WHAT THIS TASK INVOLVES: Your answer should be only the lines below from the one with "usize, length: usize" to the one with "pub fn add_objective_term(&mut", repeated exactly, ends included.

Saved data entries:
-----

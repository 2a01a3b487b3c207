//! Demand flexibility: curtail now, pay back later.
//!
//! Each bus may shed up to `fraction` of its hourly demand. Curtailed energy
//! is owed: it accumulates in a running balance that is repaid by serving
//! extra demand in later hours. The balance is carried across intervals, so
//! under-delivery in one interval constrains later ones.
//!
//! Limits:
//! - per hour: `curtail[b,h] <= fraction[b] * demand[b,h]` (payback likewise)
//! - per interval: `sum_h curtail[b,h] <= interval_cap`
//! - optional `balance_cap` on the owed balance
//! - optional settlement (`balance = 0`) at the end of the scenario horizon

use std::collections::BTreeMap;

use serde::{Deserialize, Serialize};

use crate::error::{CaseError, CaseResult};
use crate::{BusId, Case};

fn default_cap() -> f64 {
    f64::INFINITY
}

fn default_true() -> bool {
    true
}

#[derive(Debug, Clone, PartialEq, Serialize, Deserialize)]
pub struct DemandFlexibility {
    /// Gates whether flexibility variables are built at all
    #[serde(default)]
    pub enabled: bool,
    /// Flexible fraction of hourly demand per bus; absent buses are inflexible
    #[serde(default)]
    pub fraction: BTreeMap<BusId, f64>,
    /// Maximum energy curtailed per bus within one interval (MWh)
    #[serde(default = "default_cap")]
    pub interval_cap: f64,
    /// Maximum owed balance per bus (MWh)
    #[serde(default)]
    pub balance_cap: Option<f64>,
    /// Owed balance per bus at scenario start (MWh)
    #[serde(default)]
    pub initial_balance: BTreeMap<BusId, f64>,
    /// Require the owed balance to be fully repaid by the last interval
    #[serde(default = "default_true")]
    pub settle_at_horizon_end: bool,
    /// Penalty per curtailed MWh
    #[serde(default)]
    pub cost_per_mwh: f64,
}

impl Default for DemandFlexibility {
    fn default() -> Self {
        Self {
            enabled: false,
            fraction: BTreeMap::new(),
            interval_cap: f64::INFINITY,
            balance_cap: None,
            initial_balance: BTreeMap::new(),
            settle_at_horizon_end: true,
            cost_per_mwh: 0.0,
        }
    }
}

impl DemandFlexibility {
    /// Flexible fraction for every bus, in case bus order.
    pub fn fractions(&self, case: &Case) -> Vec<f64> {
        case.buses()
            .iter()
            .map(|b| self.fraction.get(&b.id).copied().unwrap_or(0.0))
            .collect()
    }

    /// Initial owed balance for every bus, in case bus order.
    pub fn initial_balances(&self, case: &Case) -> Vec<f64> {
        case.buses()
            .iter()
            .map(|b| self.initial_balance.get(&b.id).copied().unwrap_or(0.0))
            .collect()
    }

    /// Check bus references and ranges against `case`.
    pub fn validate(&self, case: &Case) -> CaseResult<()> {
        for (bus, fraction) in &self.fraction {
            if !case.has_bus(*bus) {
                return Err(CaseError::DanglingBus {
                    element: "demand flexibility".into(),
                    bus: bus.value(),
                });
            }
            if !(0.0..=1.0).contains(fraction) {
                return Err(CaseError::invalid(
                    bus,
                    "fraction",
                    format!("{fraction} must lie in [0, 1]"),
                ));
            }
        }
        for (bus, balance) in &self.initial_balance {
            if !case.has_bus(*bus) {
                return Err(CaseError::DanglingBus {
                    element: "demand flexibility balance".into(),
                    bus: bus.value(),
                });
            }
            if !balance.is_finite() || *balance < 0.0 {
                return Err(CaseError::invalid(
                    bus,
                    "initial_balance",
                    format!("{balance} must be finite and non-negative"),
                ));
            }
            if *balance > 0.0 && self.fraction.get(bus).map_or(true, |f| *f <= 0.0) {
                return Err(CaseError::invalid(
                    bus,
                    "initial_balance",
                    "bus has no flexible fraction to repay it",
                ));
            }
            if let Some(cap) = self.balance_cap {
                if *balance > cap {
                    return Err(CaseError::invalid(
                        bus,
                        "initial_balance",
                        format!("{balance} exceeds balance cap {cap}"),
                    ));
                }
            }
        }
        if self.interval_cap.is_nan() || self.interval_cap < 0.0 {
            return Err(CaseError::invalid(
                "demand flexibility",
                "interval_cap",
                "must be non-negative",
            ));
        }
        if !self.cost_per_mwh.is_finite() || self.cost_per_mwh < 0.0 {
            return Err(CaseError::invalid(
                "demand flexibility",
                "cost_per_mwh",
                "must be finite and non-negative",
            ));
        }
        Ok(())
    }
}

#[cfg(test)]
mod tests {
    use super::*;
    use crate::fixtures::three_bus_data;

    #[test]
    fn test_fractions_default_to_zero() {
        let case = Case::from_data(three_bus_data()).unwrap();
        let flex = DemandFlexibility {
            enabled: true,
            fraction: BTreeMap::from([(BusId::new(3), 0.2)]),
            ..Default::default()
        };
        assert!(flex.validate(&case).is_ok());
        assert_eq!(flex.fractions(&case), vec![0.0, 0.0, 0.2]);
        assert_eq!(flex.initial_balances(&case), vec![0.0, 0.0, 0.0]);
    }

    #[test]
    fn test_fraction_out_of_range() {
        let case = Case::from_data(three_bus_data()).unwrap();
        let flex = DemandFlexibility {
            fraction: BTreeMap::from([(BusId::new(3), 1.5)]),
            ..Default::default()
        };
        assert!(matches!(
            flex.validate(&case),
            Err(CaseError::InvalidValue { field: "fraction", .. })
        ));
    }

    #[test]
    fn test_unknown_bus_rejected() {
        let case = Case::from_data(three_bus_data()).unwrap();
        let flex = DemandFlexibility {
            fraction: BTreeMap::from([(BusId::new(8), 0.1)]),
            ..Default::default()
        };
        assert!(matches!(
            flex.validate(&case),
            Err(CaseError::DanglingBus { bus: 8, .. })
        ));
    }

    #[test]
    fn test_balance_needs_flexible_bus() {
        let case = Case::from_data(three_bus_data()).unwrap();
        let flex = DemandFlexibility {
            fraction: BTreeMap::from([(BusId::new(3), 0.1)]),
            initial_balance: BTreeMap::from([(BusId::new(2), 5.0)]),
            ..Default::default()
        };
        assert!(matches!(
            flex.validate(&case),
            Err(CaseError::InvalidValue { field: "initial_balance", .. })
        ));
    }

    #[test]
    fn test_deserialize_defaults() {
        let flex: DemandFlexibility =
            serde_json::from_str(r#"{"enabled": true, "fraction": {"3": 0.1}}"#).unwrap();
        assert!(flex.enabled);
        assert!(flex.interval_cap.is_infinite());
        assert!(flex.settle_at_horizon_end);
        assert_eq!(flex.fraction.get(&BusId::new(3)), Some(&0.1));
    }
}
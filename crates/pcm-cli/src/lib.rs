pub mod cli;
pub mod output;
pub mod scenario;

pub use cli::{Cli, Commands, Overrides};
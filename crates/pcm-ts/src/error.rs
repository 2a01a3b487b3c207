use std::path::PathBuf;

use thiserror::Error;

/// Errors raised while reading hourly tables or slicing them into windows.
#[derive(Error, Debug)]
pub enum ProfileError {
    #[error("failed to read {}: {source}", path.display())]
    Read {
        path: PathBuf,
        #[source]
        source: csv::Error,
    },

    #[error("csv error: {0}")]
    Csv(#[from] csv::Error),

    /// Column headers after the first must be element ids.
    #[error("column header {0:?} is not a numeric id")]
    BadHeader(String),

    #[error("duplicate column {0}")]
    DuplicateColumn(u64),

    #[error("row {row} has {found} values, expected {expected}")]
    Ragged {
        row: usize,
        expected: usize,
        found: usize,
    },

    #[error("row {row}, column {column}: cannot parse {value:?}")]
    ParseValue {
        row: usize,
        column: u64,
        value: String,
    },

    #[error("{table} table has no column for id {id}")]
    MissingColumn { table: &'static str, id: u64 },

    /// A fuel subset is non-empty but its availability table was not given.
    #[error("{0} table is required by the case but was not provided")]
    MissingTable(&'static str),

    #[error("interval window needs start_index >= 1, length >= 1 and an end within range, got ({start_index}, {length})")]
    InvalidWindow { start_index: usize, length: usize },

    #[error("interval {interval} of {length} hours from hour {start_index} overflows the hour index")]
    WindowOverflow {
        start_index: usize,
        length: usize,
        interval: usize,
    },

    #[error(
        "window of {length} hours at hour {start_index} exceeds the {available} hours in the {table} table"
    )]
    WindowOutOfRange {
        table: &'static str,
        start_index: usize,
        length: usize,
        available: usize,
    },
}

pub type ProfileResult<T> = Result<T, ProfileError>;
//! Backend-agnostic linear program.
//!
//! Holds everything a good_lp solver model needs (variables, objective,
//! constraints) without committing to a solver, so the rolling-horizon loop
//! can hand the same program to any [`SolverBackend`](crate::SolverBackend).

use std::collections::BTreeMap;

use good_lp::{Constraint, Expression, ProblemVariables, Variable, VariableDefinition};

pub struct LinearProgram {
    vars: ProblemVariables,
    columns: Vec<Variable>,
    objective: Expression,
    constraints: Vec<Constraint>,
    families: BTreeMap<&'static str, usize>,
}

impl Default for LinearProgram {
    fn default() -> Self {
        Self::new()
    }
}

impl LinearProgram {
    pub fn new() -> Self {
        Self {
            vars: ProblemVariables::new(),
            columns: Vec::new(),
            objective: Expression::from(0.0),
            constraints: Vec::new(),
            families: BTreeMap::new(),
        }
    }

    pub fn add_variable(&mut self, def: VariableDefinition) -> Variable {
        let var = self.vars.add(def);
        self.columns.push(var);
        var
    }

    /// Add a constraint, counted under `family`.
    pub fn add_constraint(&mut self, family: &'static str, constraint: Constraint) {
        *self.families.entry(family).or_insert(0) += 1;
        self.constraints.push(constraint);
    }

    pub fn add_objective_term(&mut self, coefficient: f64, var: Variable) {
        if coefficient != 0.0 {
            self.objective += coefficient * var;
        }
    }

    pub fn add_objective_constant(&mut self, value: f64) {
        self.objective += value;
    }

    pub fn n_variables(&self) -> usize {
        self.columns.len()
    }

    pub fn n_constraints(&self) -> usize {
        self.constraints.len()
    }

    /// Every variable, in creation order.
    pub fn columns(&self) -> &[Variable] {
        &self.columns
    }

    /// Number of constraints added under `family` (zero if none).
    pub fn family_count(&self, family: &str) -> usize {
        self.families.get(family).copied().unwrap_or(0)
    }

    pub fn families(&self) -> &BTreeMap<&'static str, usize> {
        &self.families
    }

    pub fn into_parts(self) -> (ProblemVariables, Vec<Variable>, Expression, Vec<Constraint>) {
        (self.vars, self.columns, self.objective, self.constraints)
    }
}

impl std::fmt::Debug for LinearProgram {
    fn fmt(&self, f: &mut std::fmt::Formatter<'_>) -> std::fmt::Result {
        f.debug_struct("LinearProgram")
            .field("variables", &self.columns.len())
            .field("constraints", &self.constraints.len())
            .field("families", &self.families)
            .finish()
    }
}
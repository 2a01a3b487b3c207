//! Hour-by-column tables of profile values.
//!
//! On disk a table is a CSV whose first column labels the hour (a timestamp
//! or counter, never interpreted) and whose remaining headers are element
//! ids: zone ids for demand, generator ids for hydro/solar/wind.
//!
//! ```text
//! UTC,1,2
//! 2016-01-01 00:00:00,120.0,80.5
//! 2016-01-01 01:00:00,118.2,79.9
//! ```

use std::collections::HashMap;
use std::io::Read;
use std::path::Path;

use crate::error::{ProfileError, ProfileResult};

#[derive(Debug, Clone, PartialEq)]
pub struct HourlyTable {
    ids: Vec<u64>,
    index: HashMap<u64, usize>,
    /// Row-major: `rows[hour][column]`
    rows: Vec<Vec<f64>>,
}

impl HourlyTable {
    /// Build a table from column ids and row-major values.
    pub fn new(ids: Vec<u64>, rows: Vec<Vec<f64>>) -> ProfileResult<Self> {
        let mut index = HashMap::with_capacity(ids.len());
        for (col, id) in ids.iter().enumerate() {
            if index.insert(*id, col).is_some() {
                return Err(ProfileError::DuplicateColumn(*id));
            }
        }
        for (row, values) in rows.iter().enumerate() {
            if values.len() != ids.len() {
                return Err(ProfileError::Ragged {
                    row,
                    expected: ids.len(),
                    found: values.len(),
                });
            }
        }
        Ok(Self { ids, index, rows })
    }

    /// Read a table from a CSV file.
    pub fn from_csv_path(path: impl AsRef<Path>) -> ProfileResult<Self> {
        let path = path.as_ref();
        let reader = csv::Reader::from_path(path).map_err(|source| ProfileError::Read {
            path: path.to_path_buf(),
            source,
        })?;
        let table = Self::from_csv(reader)?;
        tracing::debug!(
            path = %path.display(),
            hours = table.n_hours(),
            columns = table.n_columns(),
            "loaded hourly table"
        );
        Ok(table)
    }

    /// Read a table from any CSV source with a header row.
    pub fn from_reader<R: Read>(reader: R) -> ProfileResult<Self> {
        Self::from_csv(csv::Reader::from_reader(reader))
    }

    fn from_csv<R: Read>(mut reader: csv::Reader<R>) -> ProfileResult<Self> {
        let ids = reader
            .headers()?
            .iter()
            .skip(1)
            .map(|h| {
                h.trim()
                    .parse::<u64>()
                    .map_err(|_| ProfileError::BadHeader(h.to_string()))
            })
            .collect::<ProfileResult<Vec<_>>>()?;

        let mut rows = Vec::new();
        for (row, record) in reader.records().enumerate() {
            let record = record?;
            let found = record.len().saturating_sub(1);
            if found != ids.len() {
                return Err(ProfileError::Ragged {
                    row,
                    expected: ids.len(),
                    found,
                });
            }
            let values = record
                .iter()
                .skip(1)
                .zip(&ids)
                .map(|(raw, id)| {
                    raw.trim().parse::<f64>().map_err(|_| ProfileError::ParseValue {
                        row,
                        column: *id,
                        value: raw.to_string(),
                    })
                })
                .collect::<ProfileResult<Vec<_>>>()?;
            rows.push(values);
        }
        Self::new(ids, rows)
    }

    pub fn n_hours(&self) -> usize {
        self.rows.len()
    }

    pub fn n_columns(&self) -> usize {
        self.ids.len()
    }

    pub fn ids(&self) -> &[u64] {
        &self.ids
    }

    pub fn column(&self, id: u64) -> Option<usize> {
        self.index.get(&id).copied()
    }

    /// Values of one hour (0-based row).
    pub fn row(&self, hour: usize) -> Option<&[f64]> {
        self.rows.get(hour).map(Vec::as_slice)
    }
}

-----

SOLUTION:
    InvalidWindow { start_index: usize, length: usize },

    #[error("interval {interval} of {length} hours from hour {start_index} overflows the hour index")]
    WindowOverflow {
        start_index: usize,
        length: usize,
        interval: usize,
    },

    #[error(
        "window of {length} hours at hour {start_index} exceeds the {available} hours in the {table} table"
    )]
    WindowOutOfRange {
        table: &'static str,
        start_index: usize,
        length: usize,
        available: usize,
    },
}

pub type ProfileResult<T> = Result<T, ProfileError>;
//! Backend-agnostic linear program.
//!
//! Holds everything a good_lp solver model needs (variables, objective,
//! constraints) without committing to a solver, so the rolling-horizon loop
//! can hand the same program to any [`SolverBackend`](crate::SolverBackend).

use std::collections::BTreeMap;

use good_lp::{Constraint, Expression, ProblemVariables, Variable, VariableDefinition};

pub struct LinearProgram {
    vars: ProblemVariables,
    columns: Vec<Variable>,
    objective: Expression,
    constraints: Vec<Constraint>,
    families: BTreeMap<&'static str, usize>,
}

impl Default for LinearProgram {
    fn default() -> Self {
        Self::new()
    }
}

impl LinearProgram {
    pub fn new() -> Self {
        Self {
            vars: ProblemVariables::new(),
            columns: Vec::new(),
            objective: Expression::from(0.0),
            constraints: Vec::new(),
            families: BTreeMap::new(),
        }
    }

    pub fn add_variable(&mut self, def: VariableDefinition) -> Variable {
        let var = self.vars.add(def);
        self.columns.push(var);
        var
    }

    /// Add a constraint, counted under `family`.
    pub fn add_constraint(&mut self, family: &'static str, constraint: Constraint) {
        *self.families.entry(family).or_insert(0) += 1;
        self.constraints.push(constraint);
    }

    pub fn add_objective_term(&mut self, coefficient: f64, var: Variable) {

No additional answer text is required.